BEGIN DATASET

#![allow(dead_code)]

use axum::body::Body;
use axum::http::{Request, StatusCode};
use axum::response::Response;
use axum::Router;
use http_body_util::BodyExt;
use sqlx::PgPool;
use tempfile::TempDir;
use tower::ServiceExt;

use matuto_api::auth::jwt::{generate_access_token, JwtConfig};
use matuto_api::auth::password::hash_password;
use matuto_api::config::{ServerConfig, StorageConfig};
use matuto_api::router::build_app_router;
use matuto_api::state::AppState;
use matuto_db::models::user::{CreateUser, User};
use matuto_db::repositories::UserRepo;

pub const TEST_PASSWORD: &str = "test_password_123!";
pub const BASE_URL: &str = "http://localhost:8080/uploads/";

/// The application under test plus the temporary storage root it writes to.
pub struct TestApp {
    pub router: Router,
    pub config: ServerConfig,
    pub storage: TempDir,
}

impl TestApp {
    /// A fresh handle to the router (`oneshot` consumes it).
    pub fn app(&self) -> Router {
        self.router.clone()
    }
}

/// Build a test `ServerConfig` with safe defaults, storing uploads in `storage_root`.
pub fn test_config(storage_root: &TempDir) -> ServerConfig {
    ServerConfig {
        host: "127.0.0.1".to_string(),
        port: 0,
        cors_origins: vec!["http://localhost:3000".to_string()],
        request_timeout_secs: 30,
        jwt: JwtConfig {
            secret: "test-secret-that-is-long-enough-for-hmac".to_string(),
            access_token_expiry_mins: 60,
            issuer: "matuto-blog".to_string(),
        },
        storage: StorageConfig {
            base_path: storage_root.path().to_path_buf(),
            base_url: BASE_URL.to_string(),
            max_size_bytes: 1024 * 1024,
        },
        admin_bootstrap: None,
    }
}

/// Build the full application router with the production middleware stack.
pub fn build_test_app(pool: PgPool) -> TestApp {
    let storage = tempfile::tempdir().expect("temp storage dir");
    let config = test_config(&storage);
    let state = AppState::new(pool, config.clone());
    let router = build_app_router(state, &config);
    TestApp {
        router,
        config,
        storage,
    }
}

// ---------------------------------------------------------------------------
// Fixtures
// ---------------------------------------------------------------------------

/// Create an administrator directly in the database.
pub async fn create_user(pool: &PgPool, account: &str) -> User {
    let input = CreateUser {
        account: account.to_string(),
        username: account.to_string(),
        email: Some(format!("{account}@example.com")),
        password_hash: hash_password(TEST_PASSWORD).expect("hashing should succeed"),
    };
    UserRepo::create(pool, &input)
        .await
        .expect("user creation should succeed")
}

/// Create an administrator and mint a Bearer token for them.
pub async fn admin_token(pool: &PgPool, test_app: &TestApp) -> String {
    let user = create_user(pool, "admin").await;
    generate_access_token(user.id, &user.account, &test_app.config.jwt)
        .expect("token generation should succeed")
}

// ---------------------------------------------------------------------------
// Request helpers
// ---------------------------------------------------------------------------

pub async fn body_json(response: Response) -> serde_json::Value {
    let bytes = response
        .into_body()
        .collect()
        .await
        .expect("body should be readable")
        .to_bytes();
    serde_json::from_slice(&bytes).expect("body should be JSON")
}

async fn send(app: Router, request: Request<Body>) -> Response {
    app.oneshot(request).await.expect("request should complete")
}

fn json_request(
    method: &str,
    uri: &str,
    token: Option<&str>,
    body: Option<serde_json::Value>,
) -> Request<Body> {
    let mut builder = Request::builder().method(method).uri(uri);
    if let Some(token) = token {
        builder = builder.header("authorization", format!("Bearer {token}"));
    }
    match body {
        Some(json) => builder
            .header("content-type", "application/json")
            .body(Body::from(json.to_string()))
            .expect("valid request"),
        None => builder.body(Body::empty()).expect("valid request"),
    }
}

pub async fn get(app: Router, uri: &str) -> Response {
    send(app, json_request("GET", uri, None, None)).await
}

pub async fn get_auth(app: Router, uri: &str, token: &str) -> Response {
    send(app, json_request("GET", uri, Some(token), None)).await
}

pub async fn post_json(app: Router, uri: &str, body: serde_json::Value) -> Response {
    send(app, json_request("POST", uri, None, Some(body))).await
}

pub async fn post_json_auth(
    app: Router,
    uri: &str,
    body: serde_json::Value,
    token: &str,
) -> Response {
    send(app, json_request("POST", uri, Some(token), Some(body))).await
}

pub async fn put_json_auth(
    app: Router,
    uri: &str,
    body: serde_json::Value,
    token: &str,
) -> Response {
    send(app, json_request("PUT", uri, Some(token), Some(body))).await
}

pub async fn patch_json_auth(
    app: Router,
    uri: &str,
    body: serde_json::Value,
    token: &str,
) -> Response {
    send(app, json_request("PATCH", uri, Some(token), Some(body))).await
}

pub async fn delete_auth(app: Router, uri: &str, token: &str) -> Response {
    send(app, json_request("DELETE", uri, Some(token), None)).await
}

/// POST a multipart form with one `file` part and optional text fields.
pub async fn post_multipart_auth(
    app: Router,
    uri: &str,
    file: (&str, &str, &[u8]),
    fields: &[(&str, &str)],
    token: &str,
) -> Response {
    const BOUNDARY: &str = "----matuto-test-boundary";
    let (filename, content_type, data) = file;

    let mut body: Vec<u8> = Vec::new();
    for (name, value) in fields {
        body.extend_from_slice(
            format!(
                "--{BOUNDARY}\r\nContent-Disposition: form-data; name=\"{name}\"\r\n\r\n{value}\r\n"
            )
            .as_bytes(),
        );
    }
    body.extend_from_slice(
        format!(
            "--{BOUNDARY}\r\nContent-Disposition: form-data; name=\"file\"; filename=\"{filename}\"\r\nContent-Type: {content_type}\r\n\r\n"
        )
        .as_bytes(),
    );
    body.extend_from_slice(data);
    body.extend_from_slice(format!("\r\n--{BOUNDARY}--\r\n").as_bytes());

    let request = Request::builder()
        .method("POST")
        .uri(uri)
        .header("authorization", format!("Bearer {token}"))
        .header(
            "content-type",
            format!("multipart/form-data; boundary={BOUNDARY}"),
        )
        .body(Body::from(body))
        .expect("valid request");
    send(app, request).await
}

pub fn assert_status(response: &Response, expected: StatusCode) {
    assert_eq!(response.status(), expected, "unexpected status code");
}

END DATASET

**ASSIGNMENT**
How many of the lines above hold the word "tempfile"? Answer with only the number.

**ANSWER SECTION**
2